PROVIDED RECORDS: Begin

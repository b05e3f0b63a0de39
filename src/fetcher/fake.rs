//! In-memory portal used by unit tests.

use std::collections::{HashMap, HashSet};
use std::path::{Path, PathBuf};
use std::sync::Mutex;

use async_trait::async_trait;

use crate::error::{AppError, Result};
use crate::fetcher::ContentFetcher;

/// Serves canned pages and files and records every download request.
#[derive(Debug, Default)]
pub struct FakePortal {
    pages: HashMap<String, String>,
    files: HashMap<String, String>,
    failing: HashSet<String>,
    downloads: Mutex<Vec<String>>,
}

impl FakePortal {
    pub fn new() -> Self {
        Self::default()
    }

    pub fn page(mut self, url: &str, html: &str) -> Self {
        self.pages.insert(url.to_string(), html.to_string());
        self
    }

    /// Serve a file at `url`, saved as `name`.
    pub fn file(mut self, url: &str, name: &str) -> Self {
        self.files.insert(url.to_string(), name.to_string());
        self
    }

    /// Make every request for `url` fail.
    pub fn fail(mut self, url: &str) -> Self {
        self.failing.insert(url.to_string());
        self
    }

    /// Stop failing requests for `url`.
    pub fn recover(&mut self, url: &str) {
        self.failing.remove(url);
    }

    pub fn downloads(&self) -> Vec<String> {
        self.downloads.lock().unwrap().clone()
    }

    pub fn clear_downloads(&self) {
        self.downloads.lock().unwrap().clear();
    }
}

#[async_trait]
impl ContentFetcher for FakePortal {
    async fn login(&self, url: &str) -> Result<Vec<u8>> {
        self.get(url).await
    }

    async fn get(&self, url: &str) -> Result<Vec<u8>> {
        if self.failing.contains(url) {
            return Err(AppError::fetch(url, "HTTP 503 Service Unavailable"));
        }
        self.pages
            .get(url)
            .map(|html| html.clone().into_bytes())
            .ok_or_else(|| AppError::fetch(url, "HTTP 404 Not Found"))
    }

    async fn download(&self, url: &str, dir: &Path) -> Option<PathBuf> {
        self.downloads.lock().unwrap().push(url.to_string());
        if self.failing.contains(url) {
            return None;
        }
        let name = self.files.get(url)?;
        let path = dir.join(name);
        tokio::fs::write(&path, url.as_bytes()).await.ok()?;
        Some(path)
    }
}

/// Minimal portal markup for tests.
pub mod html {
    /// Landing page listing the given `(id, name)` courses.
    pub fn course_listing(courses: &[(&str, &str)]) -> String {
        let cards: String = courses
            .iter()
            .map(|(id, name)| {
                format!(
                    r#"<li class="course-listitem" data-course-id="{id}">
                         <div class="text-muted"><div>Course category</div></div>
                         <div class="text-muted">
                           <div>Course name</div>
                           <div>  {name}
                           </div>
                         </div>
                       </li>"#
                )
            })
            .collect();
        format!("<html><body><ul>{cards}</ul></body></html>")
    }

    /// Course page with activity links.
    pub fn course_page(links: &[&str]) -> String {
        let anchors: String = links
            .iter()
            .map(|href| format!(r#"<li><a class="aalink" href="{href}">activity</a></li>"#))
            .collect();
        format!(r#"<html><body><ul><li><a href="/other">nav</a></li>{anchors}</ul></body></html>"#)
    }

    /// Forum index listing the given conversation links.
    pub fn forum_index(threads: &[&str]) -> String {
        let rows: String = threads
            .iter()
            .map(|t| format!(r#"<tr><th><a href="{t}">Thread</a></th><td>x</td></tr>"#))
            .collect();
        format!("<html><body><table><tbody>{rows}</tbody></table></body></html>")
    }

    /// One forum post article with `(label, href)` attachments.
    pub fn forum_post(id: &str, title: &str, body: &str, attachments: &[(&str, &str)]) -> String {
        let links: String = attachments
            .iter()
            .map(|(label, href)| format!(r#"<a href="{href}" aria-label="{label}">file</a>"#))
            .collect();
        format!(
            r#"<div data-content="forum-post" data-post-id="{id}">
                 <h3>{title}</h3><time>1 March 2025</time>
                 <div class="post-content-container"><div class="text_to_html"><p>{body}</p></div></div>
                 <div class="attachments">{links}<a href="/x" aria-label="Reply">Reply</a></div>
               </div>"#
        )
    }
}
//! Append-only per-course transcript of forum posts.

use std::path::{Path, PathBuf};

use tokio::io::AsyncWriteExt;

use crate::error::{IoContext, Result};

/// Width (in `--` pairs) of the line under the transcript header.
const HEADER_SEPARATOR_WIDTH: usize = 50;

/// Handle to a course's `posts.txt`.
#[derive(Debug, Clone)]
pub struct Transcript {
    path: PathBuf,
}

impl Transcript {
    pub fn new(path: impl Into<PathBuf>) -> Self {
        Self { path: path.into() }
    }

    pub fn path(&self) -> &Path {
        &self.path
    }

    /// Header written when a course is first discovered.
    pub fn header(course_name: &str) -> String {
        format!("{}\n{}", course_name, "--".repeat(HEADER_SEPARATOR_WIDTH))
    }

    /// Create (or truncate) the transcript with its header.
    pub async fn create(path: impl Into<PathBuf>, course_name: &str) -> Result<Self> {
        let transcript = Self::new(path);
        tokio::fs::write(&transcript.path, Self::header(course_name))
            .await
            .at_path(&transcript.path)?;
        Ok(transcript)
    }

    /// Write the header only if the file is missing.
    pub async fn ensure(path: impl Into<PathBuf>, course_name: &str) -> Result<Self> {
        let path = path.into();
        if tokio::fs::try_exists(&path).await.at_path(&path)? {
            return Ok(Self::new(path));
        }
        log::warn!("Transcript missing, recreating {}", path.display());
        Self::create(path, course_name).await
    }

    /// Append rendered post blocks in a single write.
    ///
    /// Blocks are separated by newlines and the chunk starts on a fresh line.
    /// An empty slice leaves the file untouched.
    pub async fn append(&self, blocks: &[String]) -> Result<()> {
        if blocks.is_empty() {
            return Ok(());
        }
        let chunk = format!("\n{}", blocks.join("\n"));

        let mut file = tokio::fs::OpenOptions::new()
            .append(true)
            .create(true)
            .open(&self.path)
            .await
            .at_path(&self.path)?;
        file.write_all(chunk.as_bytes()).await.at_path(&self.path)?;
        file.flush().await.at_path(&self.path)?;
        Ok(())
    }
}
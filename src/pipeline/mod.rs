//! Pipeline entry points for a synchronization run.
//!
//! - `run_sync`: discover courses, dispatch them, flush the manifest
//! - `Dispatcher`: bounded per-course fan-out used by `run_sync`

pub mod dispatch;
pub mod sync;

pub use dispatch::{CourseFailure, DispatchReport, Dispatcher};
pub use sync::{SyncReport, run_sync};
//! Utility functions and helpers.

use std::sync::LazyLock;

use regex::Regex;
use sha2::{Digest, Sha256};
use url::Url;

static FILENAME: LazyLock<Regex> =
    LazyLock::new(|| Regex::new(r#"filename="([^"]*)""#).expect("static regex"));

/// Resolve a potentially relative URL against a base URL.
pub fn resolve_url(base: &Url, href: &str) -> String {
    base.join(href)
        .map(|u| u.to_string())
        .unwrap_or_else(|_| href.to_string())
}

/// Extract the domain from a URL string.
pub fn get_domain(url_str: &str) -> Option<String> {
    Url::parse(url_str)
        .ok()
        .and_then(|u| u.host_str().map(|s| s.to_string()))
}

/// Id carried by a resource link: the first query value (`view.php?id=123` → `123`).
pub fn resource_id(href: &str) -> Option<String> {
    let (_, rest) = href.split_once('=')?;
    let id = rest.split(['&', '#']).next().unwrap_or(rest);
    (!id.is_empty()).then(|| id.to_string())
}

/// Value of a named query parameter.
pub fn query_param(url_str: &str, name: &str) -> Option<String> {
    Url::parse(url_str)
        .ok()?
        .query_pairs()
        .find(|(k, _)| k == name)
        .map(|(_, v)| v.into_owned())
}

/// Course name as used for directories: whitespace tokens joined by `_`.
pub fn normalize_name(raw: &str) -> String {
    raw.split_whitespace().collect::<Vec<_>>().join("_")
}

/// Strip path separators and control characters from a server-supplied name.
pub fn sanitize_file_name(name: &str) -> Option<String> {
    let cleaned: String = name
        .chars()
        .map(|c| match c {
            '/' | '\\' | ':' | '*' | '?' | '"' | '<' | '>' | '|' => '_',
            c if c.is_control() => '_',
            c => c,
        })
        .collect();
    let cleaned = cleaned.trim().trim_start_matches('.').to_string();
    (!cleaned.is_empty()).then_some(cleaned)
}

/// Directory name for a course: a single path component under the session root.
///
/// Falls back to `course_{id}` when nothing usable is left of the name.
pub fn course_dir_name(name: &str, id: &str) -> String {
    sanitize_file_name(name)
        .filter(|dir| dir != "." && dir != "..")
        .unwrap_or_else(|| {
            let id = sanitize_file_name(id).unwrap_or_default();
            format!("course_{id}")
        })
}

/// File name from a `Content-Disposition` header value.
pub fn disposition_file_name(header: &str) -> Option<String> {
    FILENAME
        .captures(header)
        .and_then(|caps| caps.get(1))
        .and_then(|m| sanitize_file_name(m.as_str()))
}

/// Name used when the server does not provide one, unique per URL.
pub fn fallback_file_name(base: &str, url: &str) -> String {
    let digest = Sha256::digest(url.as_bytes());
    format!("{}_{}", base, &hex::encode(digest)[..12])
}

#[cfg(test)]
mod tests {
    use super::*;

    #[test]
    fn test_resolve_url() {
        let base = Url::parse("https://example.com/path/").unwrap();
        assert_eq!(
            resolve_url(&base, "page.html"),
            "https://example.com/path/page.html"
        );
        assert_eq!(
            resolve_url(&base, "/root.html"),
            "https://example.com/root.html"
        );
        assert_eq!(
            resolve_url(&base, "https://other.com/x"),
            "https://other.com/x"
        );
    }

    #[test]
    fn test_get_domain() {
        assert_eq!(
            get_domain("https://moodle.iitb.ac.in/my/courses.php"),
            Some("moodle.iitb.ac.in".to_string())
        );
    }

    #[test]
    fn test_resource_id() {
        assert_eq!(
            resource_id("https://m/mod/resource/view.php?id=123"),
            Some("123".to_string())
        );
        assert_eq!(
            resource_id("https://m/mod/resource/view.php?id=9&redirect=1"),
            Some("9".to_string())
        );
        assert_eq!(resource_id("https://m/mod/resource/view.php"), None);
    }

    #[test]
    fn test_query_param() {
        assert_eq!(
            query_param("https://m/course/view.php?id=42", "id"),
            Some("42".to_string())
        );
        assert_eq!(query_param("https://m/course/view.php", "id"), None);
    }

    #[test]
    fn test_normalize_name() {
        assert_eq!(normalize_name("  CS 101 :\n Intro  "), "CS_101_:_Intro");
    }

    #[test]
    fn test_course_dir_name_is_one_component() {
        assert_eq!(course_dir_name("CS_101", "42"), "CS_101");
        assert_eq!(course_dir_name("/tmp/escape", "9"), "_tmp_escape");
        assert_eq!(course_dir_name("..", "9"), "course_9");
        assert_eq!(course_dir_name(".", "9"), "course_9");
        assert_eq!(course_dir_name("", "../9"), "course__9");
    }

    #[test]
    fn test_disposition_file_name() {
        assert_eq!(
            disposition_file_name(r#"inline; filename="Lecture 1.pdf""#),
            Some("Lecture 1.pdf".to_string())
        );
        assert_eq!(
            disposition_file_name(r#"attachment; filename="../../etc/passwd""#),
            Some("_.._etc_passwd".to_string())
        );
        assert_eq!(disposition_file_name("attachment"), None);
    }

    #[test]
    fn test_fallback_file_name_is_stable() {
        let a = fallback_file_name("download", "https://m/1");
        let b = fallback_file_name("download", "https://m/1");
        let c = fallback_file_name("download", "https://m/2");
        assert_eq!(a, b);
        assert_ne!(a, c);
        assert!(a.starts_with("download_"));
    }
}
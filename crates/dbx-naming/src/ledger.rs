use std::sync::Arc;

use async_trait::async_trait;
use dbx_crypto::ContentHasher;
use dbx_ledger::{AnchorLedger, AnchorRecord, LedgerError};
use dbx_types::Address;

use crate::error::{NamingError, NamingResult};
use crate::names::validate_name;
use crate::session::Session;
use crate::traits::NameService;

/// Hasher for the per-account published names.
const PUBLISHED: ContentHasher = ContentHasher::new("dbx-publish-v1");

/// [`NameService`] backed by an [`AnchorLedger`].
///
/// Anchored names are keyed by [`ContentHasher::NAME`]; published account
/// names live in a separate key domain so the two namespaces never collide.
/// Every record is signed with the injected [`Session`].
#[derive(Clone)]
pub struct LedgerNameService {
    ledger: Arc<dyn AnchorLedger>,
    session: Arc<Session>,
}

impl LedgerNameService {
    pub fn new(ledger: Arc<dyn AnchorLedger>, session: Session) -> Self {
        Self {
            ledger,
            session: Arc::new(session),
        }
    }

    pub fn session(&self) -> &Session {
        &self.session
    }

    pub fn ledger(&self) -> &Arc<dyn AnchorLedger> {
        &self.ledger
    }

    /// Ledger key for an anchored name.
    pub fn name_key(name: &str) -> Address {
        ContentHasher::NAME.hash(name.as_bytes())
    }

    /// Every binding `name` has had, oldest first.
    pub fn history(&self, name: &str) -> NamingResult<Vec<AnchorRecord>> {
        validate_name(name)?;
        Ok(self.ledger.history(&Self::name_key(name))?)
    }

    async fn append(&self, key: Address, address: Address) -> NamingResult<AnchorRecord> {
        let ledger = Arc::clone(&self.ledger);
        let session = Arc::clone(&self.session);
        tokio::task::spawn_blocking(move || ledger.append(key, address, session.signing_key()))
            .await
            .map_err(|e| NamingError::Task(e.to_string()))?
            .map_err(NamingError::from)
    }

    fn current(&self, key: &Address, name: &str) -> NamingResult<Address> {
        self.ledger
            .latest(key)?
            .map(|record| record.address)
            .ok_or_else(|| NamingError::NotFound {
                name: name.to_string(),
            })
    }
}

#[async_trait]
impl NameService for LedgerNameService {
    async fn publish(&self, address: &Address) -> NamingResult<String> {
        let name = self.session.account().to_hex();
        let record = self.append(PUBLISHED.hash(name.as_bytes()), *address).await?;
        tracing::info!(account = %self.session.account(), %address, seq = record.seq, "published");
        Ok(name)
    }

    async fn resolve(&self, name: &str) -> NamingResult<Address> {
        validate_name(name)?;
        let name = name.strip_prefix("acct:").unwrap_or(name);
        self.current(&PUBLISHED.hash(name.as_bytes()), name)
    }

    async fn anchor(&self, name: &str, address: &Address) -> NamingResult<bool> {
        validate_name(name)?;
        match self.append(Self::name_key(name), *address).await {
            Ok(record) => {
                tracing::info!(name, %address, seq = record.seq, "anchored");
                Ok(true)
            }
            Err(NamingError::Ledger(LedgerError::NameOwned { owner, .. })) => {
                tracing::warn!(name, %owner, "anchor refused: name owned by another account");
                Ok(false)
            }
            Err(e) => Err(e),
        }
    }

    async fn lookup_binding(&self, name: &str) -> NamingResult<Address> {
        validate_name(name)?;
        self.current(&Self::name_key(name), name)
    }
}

PROVIDED RECORDS: End

Filter the data for the string "LazyLock". Copy each matching line.

• **TASK ANSWER**:
use std::sync::LazyLock;
static FILENAME: LazyLock<Regex> =
    LazyLock::new(|| Regex::new(r#"filename="([^"]*)""#).expect("static regex"));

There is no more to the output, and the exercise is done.